## Exercise
A single number is expected: the count of lines below where the word "instrument" occurs.
>>>>>
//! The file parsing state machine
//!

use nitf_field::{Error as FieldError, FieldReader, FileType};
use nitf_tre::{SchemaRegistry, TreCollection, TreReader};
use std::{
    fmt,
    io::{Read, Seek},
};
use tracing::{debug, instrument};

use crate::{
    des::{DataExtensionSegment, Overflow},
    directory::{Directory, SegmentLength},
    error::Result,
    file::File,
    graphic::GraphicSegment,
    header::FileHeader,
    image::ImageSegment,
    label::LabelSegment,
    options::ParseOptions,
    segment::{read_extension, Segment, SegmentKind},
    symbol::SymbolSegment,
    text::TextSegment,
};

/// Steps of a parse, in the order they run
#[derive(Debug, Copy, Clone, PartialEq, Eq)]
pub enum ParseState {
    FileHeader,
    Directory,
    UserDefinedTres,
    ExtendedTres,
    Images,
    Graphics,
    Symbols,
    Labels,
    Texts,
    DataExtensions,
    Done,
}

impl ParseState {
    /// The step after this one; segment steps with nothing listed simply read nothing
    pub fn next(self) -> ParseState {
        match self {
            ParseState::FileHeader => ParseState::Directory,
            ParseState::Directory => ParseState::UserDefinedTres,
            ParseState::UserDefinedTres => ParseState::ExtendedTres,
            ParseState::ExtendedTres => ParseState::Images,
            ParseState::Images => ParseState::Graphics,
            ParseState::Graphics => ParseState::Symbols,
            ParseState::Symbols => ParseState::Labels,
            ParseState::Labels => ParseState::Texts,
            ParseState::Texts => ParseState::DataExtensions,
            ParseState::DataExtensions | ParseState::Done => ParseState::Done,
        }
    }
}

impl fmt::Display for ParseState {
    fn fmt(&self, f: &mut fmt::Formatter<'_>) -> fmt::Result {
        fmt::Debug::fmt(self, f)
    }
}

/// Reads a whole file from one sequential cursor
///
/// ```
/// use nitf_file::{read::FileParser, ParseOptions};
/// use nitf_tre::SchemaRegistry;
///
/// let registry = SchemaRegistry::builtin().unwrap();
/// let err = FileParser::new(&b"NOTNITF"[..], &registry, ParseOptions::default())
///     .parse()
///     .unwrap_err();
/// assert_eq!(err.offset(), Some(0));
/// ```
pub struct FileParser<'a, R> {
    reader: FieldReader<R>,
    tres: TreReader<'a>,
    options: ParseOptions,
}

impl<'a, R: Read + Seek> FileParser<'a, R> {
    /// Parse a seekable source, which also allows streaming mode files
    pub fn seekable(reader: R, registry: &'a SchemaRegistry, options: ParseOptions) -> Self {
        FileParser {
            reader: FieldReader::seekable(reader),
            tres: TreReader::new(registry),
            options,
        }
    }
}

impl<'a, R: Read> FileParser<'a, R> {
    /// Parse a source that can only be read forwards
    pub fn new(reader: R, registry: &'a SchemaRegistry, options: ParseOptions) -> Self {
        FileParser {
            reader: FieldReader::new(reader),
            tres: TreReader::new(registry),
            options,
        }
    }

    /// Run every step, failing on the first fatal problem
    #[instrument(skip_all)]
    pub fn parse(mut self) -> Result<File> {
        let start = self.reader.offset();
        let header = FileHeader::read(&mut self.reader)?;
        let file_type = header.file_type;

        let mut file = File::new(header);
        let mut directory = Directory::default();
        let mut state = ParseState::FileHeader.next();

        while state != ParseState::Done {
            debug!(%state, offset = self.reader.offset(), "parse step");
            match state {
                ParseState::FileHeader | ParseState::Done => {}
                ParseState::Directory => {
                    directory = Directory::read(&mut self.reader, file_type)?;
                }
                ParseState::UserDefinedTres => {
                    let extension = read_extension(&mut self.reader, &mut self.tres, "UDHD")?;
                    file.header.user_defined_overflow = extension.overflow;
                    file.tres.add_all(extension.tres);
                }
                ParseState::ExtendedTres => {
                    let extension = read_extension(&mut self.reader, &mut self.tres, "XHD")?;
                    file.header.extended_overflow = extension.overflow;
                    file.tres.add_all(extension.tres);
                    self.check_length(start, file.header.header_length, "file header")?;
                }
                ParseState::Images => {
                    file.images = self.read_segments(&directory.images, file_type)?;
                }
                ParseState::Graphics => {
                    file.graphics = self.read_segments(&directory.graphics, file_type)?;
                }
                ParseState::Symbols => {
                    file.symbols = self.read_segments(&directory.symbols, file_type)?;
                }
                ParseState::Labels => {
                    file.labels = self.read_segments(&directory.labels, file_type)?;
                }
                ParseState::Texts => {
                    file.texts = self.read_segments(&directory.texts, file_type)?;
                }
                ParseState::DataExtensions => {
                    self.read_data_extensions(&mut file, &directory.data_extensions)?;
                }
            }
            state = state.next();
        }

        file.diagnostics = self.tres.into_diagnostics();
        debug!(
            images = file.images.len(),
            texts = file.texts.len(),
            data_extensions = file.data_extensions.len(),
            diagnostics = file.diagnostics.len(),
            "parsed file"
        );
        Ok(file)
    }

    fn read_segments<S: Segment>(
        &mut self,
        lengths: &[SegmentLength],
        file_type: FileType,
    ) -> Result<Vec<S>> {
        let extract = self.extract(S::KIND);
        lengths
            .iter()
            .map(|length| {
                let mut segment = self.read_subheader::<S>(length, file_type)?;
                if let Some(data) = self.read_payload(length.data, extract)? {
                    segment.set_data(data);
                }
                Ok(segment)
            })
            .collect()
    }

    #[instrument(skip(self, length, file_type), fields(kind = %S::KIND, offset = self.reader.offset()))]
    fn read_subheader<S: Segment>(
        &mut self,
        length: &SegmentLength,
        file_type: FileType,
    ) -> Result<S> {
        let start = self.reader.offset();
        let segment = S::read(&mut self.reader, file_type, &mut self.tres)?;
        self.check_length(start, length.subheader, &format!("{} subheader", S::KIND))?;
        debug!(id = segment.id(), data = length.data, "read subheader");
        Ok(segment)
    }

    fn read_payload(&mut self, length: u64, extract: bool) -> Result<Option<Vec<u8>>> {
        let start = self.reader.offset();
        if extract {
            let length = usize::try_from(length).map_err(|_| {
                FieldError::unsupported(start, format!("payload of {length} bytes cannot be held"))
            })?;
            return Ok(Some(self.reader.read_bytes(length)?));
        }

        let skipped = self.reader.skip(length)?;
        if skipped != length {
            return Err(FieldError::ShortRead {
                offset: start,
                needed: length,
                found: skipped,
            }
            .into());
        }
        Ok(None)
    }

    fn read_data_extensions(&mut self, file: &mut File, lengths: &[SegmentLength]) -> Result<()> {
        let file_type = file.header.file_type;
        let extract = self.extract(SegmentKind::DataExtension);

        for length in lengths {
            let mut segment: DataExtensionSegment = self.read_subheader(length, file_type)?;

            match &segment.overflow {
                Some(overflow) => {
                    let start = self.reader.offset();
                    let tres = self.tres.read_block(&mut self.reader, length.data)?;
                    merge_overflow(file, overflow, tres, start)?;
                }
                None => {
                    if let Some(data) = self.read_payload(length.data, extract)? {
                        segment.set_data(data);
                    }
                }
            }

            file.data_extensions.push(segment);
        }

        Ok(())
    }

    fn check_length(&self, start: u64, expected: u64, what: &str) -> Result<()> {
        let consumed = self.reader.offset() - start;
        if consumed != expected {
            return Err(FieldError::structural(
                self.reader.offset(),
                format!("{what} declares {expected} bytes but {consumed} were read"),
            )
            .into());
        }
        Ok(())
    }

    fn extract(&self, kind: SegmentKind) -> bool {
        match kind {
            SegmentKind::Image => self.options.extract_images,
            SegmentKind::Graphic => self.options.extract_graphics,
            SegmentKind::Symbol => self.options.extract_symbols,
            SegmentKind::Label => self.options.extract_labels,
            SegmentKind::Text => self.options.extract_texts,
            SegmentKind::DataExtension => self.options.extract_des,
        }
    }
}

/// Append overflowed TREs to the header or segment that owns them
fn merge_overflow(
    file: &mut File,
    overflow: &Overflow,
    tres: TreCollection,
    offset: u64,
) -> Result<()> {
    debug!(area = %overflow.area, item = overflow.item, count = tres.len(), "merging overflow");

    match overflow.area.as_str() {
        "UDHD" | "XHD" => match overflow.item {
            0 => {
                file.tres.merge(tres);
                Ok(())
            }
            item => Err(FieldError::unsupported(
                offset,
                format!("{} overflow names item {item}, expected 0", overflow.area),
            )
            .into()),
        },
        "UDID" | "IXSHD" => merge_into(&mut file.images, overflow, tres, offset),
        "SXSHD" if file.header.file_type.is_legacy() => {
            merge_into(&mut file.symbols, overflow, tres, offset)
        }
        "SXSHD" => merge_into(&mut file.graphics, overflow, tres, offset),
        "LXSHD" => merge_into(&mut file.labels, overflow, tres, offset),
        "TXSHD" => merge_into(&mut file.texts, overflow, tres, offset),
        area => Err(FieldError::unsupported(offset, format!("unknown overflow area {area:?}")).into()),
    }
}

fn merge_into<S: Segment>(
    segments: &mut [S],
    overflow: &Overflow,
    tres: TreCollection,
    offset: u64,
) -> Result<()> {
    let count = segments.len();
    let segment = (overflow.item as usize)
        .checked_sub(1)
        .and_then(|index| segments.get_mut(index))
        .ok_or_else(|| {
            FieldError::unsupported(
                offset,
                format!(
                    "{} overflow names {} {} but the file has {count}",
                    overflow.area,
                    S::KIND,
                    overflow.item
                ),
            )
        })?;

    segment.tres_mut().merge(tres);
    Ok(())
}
<<<<<
## Finished task
3